*Instructions for the task*
Go through the data below and return each line containing the word "same".

═════ Dataset extract

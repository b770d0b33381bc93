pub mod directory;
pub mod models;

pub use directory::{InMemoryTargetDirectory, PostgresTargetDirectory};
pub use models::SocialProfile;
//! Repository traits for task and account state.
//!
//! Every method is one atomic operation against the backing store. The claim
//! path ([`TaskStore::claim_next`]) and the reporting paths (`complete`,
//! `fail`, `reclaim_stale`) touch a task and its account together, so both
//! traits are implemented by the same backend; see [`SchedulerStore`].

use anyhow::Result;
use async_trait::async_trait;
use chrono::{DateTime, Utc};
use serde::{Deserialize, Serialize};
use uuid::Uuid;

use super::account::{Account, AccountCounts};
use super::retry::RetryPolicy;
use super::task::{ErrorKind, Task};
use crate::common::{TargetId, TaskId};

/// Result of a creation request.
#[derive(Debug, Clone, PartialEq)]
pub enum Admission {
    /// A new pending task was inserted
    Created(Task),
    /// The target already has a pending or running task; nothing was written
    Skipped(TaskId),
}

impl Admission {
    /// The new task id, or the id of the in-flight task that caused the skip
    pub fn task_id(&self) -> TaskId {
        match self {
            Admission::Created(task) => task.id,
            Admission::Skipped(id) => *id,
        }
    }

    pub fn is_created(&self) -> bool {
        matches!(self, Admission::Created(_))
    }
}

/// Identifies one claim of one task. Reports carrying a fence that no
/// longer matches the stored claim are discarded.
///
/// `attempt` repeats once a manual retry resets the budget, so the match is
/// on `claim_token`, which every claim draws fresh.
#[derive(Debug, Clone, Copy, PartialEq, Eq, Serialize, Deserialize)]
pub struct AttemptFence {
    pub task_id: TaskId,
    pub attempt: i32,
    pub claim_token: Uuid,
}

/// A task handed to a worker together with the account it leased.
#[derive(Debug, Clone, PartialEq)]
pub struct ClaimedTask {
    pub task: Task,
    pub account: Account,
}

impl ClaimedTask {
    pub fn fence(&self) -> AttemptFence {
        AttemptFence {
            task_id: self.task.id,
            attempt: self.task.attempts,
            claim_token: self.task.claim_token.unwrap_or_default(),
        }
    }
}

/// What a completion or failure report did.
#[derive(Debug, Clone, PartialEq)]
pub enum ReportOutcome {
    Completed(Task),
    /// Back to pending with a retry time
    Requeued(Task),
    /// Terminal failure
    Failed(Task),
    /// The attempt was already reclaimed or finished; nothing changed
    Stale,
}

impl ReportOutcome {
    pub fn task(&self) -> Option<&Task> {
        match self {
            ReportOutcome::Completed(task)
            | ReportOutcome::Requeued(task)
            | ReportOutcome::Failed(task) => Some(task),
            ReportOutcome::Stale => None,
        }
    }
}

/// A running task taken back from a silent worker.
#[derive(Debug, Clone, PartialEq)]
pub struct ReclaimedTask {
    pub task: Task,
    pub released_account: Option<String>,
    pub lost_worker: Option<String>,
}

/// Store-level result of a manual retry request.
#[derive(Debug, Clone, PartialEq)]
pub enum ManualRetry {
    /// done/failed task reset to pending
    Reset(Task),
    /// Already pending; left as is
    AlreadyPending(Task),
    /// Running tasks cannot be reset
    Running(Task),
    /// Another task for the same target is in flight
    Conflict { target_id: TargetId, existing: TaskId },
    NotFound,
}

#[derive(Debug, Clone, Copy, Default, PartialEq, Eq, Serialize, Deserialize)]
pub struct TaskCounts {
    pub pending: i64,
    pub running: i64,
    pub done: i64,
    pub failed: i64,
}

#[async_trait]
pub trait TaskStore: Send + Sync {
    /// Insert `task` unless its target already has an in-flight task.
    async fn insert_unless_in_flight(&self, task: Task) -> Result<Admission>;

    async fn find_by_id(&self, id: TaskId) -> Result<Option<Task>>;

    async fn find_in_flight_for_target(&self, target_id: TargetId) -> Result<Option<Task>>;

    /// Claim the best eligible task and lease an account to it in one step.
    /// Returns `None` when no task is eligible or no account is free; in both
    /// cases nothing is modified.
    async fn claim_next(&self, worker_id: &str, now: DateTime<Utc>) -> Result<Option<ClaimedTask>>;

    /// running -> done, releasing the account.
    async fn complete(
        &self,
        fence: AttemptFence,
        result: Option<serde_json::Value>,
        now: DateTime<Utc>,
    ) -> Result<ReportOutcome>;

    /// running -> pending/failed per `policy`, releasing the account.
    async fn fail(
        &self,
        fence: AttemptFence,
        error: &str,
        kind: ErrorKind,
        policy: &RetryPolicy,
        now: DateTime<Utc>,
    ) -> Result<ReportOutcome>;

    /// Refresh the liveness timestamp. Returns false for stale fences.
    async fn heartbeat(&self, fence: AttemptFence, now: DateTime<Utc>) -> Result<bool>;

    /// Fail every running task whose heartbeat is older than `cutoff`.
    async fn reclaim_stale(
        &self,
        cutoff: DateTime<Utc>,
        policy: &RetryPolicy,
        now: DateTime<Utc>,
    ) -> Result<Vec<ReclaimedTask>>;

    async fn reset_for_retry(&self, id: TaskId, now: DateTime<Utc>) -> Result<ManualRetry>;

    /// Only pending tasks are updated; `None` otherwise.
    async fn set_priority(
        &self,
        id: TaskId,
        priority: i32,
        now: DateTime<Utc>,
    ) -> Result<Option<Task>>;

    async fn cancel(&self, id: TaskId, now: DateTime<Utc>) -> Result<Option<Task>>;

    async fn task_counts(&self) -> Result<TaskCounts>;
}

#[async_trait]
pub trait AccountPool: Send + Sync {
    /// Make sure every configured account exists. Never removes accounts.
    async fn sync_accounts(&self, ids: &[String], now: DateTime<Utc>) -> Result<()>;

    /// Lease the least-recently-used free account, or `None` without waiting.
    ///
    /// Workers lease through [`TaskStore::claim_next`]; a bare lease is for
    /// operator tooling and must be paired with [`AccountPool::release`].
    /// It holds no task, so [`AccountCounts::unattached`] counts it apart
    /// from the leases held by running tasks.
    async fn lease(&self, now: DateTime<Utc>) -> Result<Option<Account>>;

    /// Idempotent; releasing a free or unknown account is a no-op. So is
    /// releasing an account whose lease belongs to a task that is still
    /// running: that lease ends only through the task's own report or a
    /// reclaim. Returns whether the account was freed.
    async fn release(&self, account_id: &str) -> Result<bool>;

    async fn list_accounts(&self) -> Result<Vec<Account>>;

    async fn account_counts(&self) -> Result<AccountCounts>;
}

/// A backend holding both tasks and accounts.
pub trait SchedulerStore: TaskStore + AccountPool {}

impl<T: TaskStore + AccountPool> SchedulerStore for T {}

══════════

*Answer box*
//! traits are implemented by the same backend; see [`SchedulerStore`].
    /// Another task for the same target is in flight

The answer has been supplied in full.